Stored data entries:
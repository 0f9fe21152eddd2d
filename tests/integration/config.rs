use shotlist::config::Config;
use shotlist::core::types::TransportMode;

use crate::common::{
    build_context, make_temp_dir, normalized_lines, read_log_contents, run_with_input,
    write_config, write_valid_config,
};

#[test]
fn main_allows_running_config_command() {
    let dir = make_temp_dir("config");
    write_valid_config(&dir);

    let output = run_with_input(&dir, "config\nexit\n");
    assert!(output.status.success(), "config run should succeed");
    let stdout = String::from_utf8_lossy(&output.stdout);
    assert!(
        stdout.contains("CONFIG"),
        "stdout did not include CONFIG table"
    );
    assert!(stdout.contains("TRAVEL_MODE"));
}

#[test]
fn config_set_persists_to_disk() {
    let dir = make_temp_dir("config");
    write_valid_config(&dir);
    let output = run_with_input(&dir, "config TRAVEL_MODE walking\nexit\n");
    assert!(output.status.success());

    let stdout_lines = normalized_lines(&output.stdout);
    assert!(
        stdout_lines
            .iter()
            .any(|l| l == "Config TRAVEL_MODE changed from driving to walking."),
        "stdout did not include change line:\n{}",
        String::from_utf8_lossy(&output.stdout)
    );
    let cfg = Config::load_from(dir.join("config.json")).expect("config should reload");
    assert_eq!(cfg.travel_mode(), TransportMode::Walking);
}

#[test]
fn invalid_config_value_is_reported_and_ignored() {
    let dir = make_temp_dir("config");
    write_valid_config(&dir);
    let output = run_with_input(&dir, "config SETUP_ALLOWANCE lots\nexit\n");
    assert!(output.status.success(), "session should complete");
    assert!(!normalized_lines(&output.stderr).is_empty());

    let ctx = build_context(&dir);
    assert_eq!(ctx.config.setup_allowance(), 20);
}

#[test]
fn travel_mode_drives_plan_risk() {
    let dir = make_temp_dir("config");
    write_config(&dir, "walking", "estimate", 20, "True");
    let input = "shot \"Wide\" 2099-01-01 09:00-10:00 @Pier\n\
                 shot \"Close\" 2099-01-01 10:01 30m @\"Old Mill\"\n\
                 plan\nexit\n";
    let output = run_with_input(&dir, input);
    assert!(output.status.success());

    let stdout = String::from_utf8_lossy(&output.stdout);
    assert!(stdout.contains("travel by walking"));
    assert!(
        stdout.to_lowercase().contains("1 at risk"),
        "plan should flag the leg:\n{stdout}"
    );

    let log = read_log_contents(&dir).expect("log file should exist");
    assert!(log.contains("Travel risk on 2099-01-01"));
}

#[test]
fn offline_service_still_renders_plan() {
    let dir = make_temp_dir("config");
    write_config(&dir, "driving", "offline", 20, "False");
    let input = "shot \"Wide\" 2099-01-01 09:00-10:00 @Pier\n\
                 shot \"Close\" 2099-01-01 10:01 30m @Harbour\n\
                 plan\nexit\n";
    let output = run_with_input(&dir, input);
    assert!(output.status.success());

    let stdout = String::from_utf8_lossy(&output.stdout);
    assert!(stdout.contains("SHOT PLAN"));
    assert!(!stdout.to_lowercase().contains("at risk"));
    assert!(!dir.join("logs").exists(), "file logging was disabled");
}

**WHAT TO DO:** Tally up the lines in the data that hold the word "driving". Only the total should be given.

**FINISHED EXERCISE:** 2